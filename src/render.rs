//! HTML rendering.
//!
//! Two pages exist:
//!
//! - **Article page** (`/articles/{year}/{slug}/index.html`): the converted
//!   markdown under a title-cased heading, followed by navigation to the home
//!   page and the next three older articles.
//! - **Home page** (`/index.html`): every article, newest first.
//!
//! Both share the same document shell: stylesheet link, site header, footer
//! stamped with the build date.
//!
//! ## HTML Generation
//!
//! Uses [maud](https://maud.lambda.xyz/) for compile-time HTML templating, so
//! slugs and URLs are escaped automatically. Markdown is converted with
//! pulldown-cmark (CommonMark fenced code plus the tables extension) and
//! embedded as pre-escaped HTML.

use crate::collect::{Article, ArticleIndex};
use crate::frontmatter::strip_frontmatter;
use crate::naming::{display_title, link_title};
use chrono::NaiveDate;
use maud::{DOCTYPE, Markup, PreEscaped, html};
use pulldown_cmark::{Options, Parser, html as md_html};
use std::fs;
use std::path::PathBuf;
use thiserror::Error;

#[derive(Error, Debug)]
pub enum RenderError {
    #[error("Failed to read {path}: {source}")]
    Read {
        path: PathBuf,
        #[source]
        source: std::io::Error,
    },
}

/// Stylesheet written to `{out}/style.css` when none exists yet.
pub const STYLESHEET: &str = include_str!("../static/style.css");

/// Everything a page needs besides the article data. Fixed for one build.
#[derive(Debug, Clone)]
pub struct RenderContext {
    /// Base URL without a trailing slash.
    pub base_url: String,
    pub site_title: String,
    /// Date stamped into every footer.
    pub generated_on: NaiveDate,
}

impl RenderContext {
    fn home_href(&self) -> String {
        format!("{}/", self.base_url)
    }

    fn stylesheet_href(&self) -> String {
        format!("{}/style.css", self.base_url)
    }
}

/// Convert markdown to HTML with fenced code blocks and tables.
pub fn markdown_to_html(markdown: &str) -> String {
    let parser = Parser::new_ext(markdown, Options::ENABLE_TABLES);
    let mut body_html = String::new();
    md_html::push_html(&mut body_html, parser);
    body_html
}

/// Read, strip and render one article into a complete HTML document.
///
/// A read failure is returned before anything is rendered.
pub fn render_article(
    article: &Article,
    articles: &[Article],
    index: &ArticleIndex,
    ctx: &RenderContext,
) -> Result<String, RenderError> {
    let source = fs::read_to_string(&article.path).map_err(|source| RenderError::Read {
        path: article.path.clone(),
        source,
    })?;
    let related = index.related(article, articles);
    Ok(article_page(article, strip_frontmatter(&source), related, ctx).into_string())
}

/// Render the home page listing every article in the given order.
pub fn render_home(articles: &[Article], ctx: &RenderContext) -> String {
    let content = html! {
        h2 { "Articles" }
        ul {
            @for art in articles {
                li { a href=(art.url) { (link_title(&art.slug)) } }
            }
        }
    };
    base_document("Home", ctx, content).into_string()
}

// ============================================================================
// HTML Components
// ============================================================================

/// Renders the shared document shell.
fn base_document(title: &str, ctx: &RenderContext, content: Markup) -> Markup {
    html! {
        (DOCTYPE)
        html lang="en" {
            head {
                meta charset="UTF-8";
                meta name="viewport" content="width=device-width, initial-scale=1.0";
                title { (title) }
                link rel="stylesheet" href=(ctx.stylesheet_href());
            }
            body {
                header {
                    h1 { a href=(ctx.home_href()) { (ctx.site_title) } }
                }
                main {
                    (content)
                }
                footer {
                    p { "Generated " (ctx.generated_on.format("%Y-%m-%d").to_string()) }
                }
            }
        }
    }
}

/// Home link first, then the related articles.
fn render_nav(related: &[Article], ctx: &RenderContext) -> Markup {
    html! {
        nav {
            ul {
                li { a href=(ctx.home_href()) { "🏠 Home" } }
                @for prev in related {
                    li { a href=(prev.url) { (link_title(&prev.slug)) } }
                }
            }
        }
    }
}

fn article_page(
    article: &Article,
    markdown: &str,
    related: &[Article],
    ctx: &RenderContext,
) -> Markup {
    let content = html! {
        article {
            h2 { (display_title(&article.slug)) }
            (PreEscaped(markdown_to_html(markdown)))
        }
        (render_nav(related, ctx))
    };
    base_document(&article.slug, ctx, content)
}

// ============================================================================
// Tests
// ============================================================================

+ + + +

GOAL OF THE EXERCISE:
The records above are to be duplicated exactly, every one of them.

PROBLEM SOLUTION:
filename src/render.rs
//! HTML rendering.
//!
//! Two pages exist:
//!
//! - **Article page** (`/articles/{year}/{slug}/index.html`): the converted
//!   markdown under a title-cased heading, followed by navigation to the home
//!   page and the next three older articles.
//! - **Home page** (`/index.html`): every article, newest first.
//!
//! Both share the same document shell: stylesheet link, site header, footer
//! stamped with the build date.
//!
//! ## HTML Generation
//!
//! Uses [maud](https://maud.lambda.xyz/) for compile-time HTML templating, so
//! slugs and URLs are escaped automatically. Markdown is converted with
//! pulldown-cmark (CommonMark fenced code plus the tables extension) and
//! embedded as pre-escaped HTML.

use crate::collect::{Article, ArticleIndex};
use crate::frontmatter::strip_frontmatter;
use crate::naming::{display_title, link_title};
use chrono::NaiveDate;
use maud::{DOCTYPE, Markup, PreEscaped, html};
use pulldown_cmark::{Options, Parser, html as md_html};
use std::fs;
use std::path::PathBuf;
use thiserror::Error;

#[derive(Error, Debug)]
pub enum RenderError {
    #[error("Failed to read {path}: {source}")]
    Read {
        path: PathBuf,
        #[source]
        source: std::io::Error,
    },
}

/// Stylesheet written to `{out}/style.css` when none exists yet.
pub const STYLESHEET: &str = include_str!("../static/style.css");

/// Everything a page needs besides the article data. Fixed for one build.
#[derive(Debug, Clone)]
pub struct RenderContext {
    /// Base URL without a trailing slash.
    pub base_url: String,
    pub site_title: String,
    /// Date stamped into every footer.
    pub generated_on: NaiveDate,
}

impl RenderContext {
    fn home_href(&self) -> String {
        format!("{}/", self.base_url)
    }

    fn stylesheet_href(&self) -> String {
        format!("{}/style.css", self.base_url)
    }
}

/// Convert markdown to HTML with fenced code blocks and tables.
pub fn markdown_to_html(markdown: &str) -> String {
    let parser = Parser::new_ext(markdown, Options::ENABLE_TABLES);
    let mut body_html = String::new();
    md_html::push_html(&mut body_html, parser);
    body_html
}

/// Read, strip and render one article into a complete HTML document.
///
/// A read failure is returned before anything is rendered.
pub fn render_article(
    article: &Article,
    articles: &[Article],
    index: &ArticleIndex,
    ctx: &RenderContext,
) -> Result<String, RenderError> {
    let source = fs::read_to_string(&article.path).map_err(|source| RenderError::Read {
        path: article.path.clone(),
        source,
    })?;
    let related = index.related(article, articles);
    Ok(article_page(article, strip_frontmatter(&source), related, ctx).into_string())
}

/// Render the home page listing every article in the given order.
pub fn render_home(articles: &[Article], ctx: &RenderContext) -> String {
    let content = html! {
        h2 { "Articles" }
        ul {
            @for art in articles {
                li { a href=(art.url) { (link_title(&art.slug)) } }
            }
        }
    };
    base_document("Home", ctx, content).into_string()
}

// ============================================================================
// HTML Components
// ============================================================================

/// Renders the shared document shell.
fn base_document(title: &str, ctx: &RenderContext, content: Markup) -> Markup {
    html! {
        (DOCTYPE)
        html lang="en" {
            head {
                meta charset="UTF-8";
                meta name="viewport" content="width=device-width, initial-scale=1.0";
                title { (title) }
                link rel="stylesheet" href=(ctx.stylesheet_href());
            }
            body {
                header {
                    h1 { a href=(ctx.home_href()) { (ctx.site_title) } }
                }
                main {
                    (content)
                }
                footer {
                    p { "Generated " (ctx.generated_on.format("%Y-%m-%d").to_string()) }
                }
            }
        }
    }
}

/// Home link first, then the related articles.
fn render_nav(related: &[Article], ctx: &RenderContext) -> Markup {
    html! {
        nav {
            ul {
                li { a href=(ctx.home_href()) { "🏠 Home" } }
                @for prev in related {
                    li { a href=(prev.url) { (link_title(&prev.slug)) } }
                }
            }
        }
    }
}

fn article_page(
    article: &Article,
    markdown: &str,
    related: &[Article],
    ctx: &RenderContext,
) -> Markup {
    let content = html! {
        article {
            h2 { (display_title(&article.slug)) }
            (PreEscaped(markdown_to_html(markdown)))
        }
        (render_nav(related, ctx))
    };
    base_document(&article.slug, ctx, content)
}

// ============================================================================
// Tests
// ============================================================================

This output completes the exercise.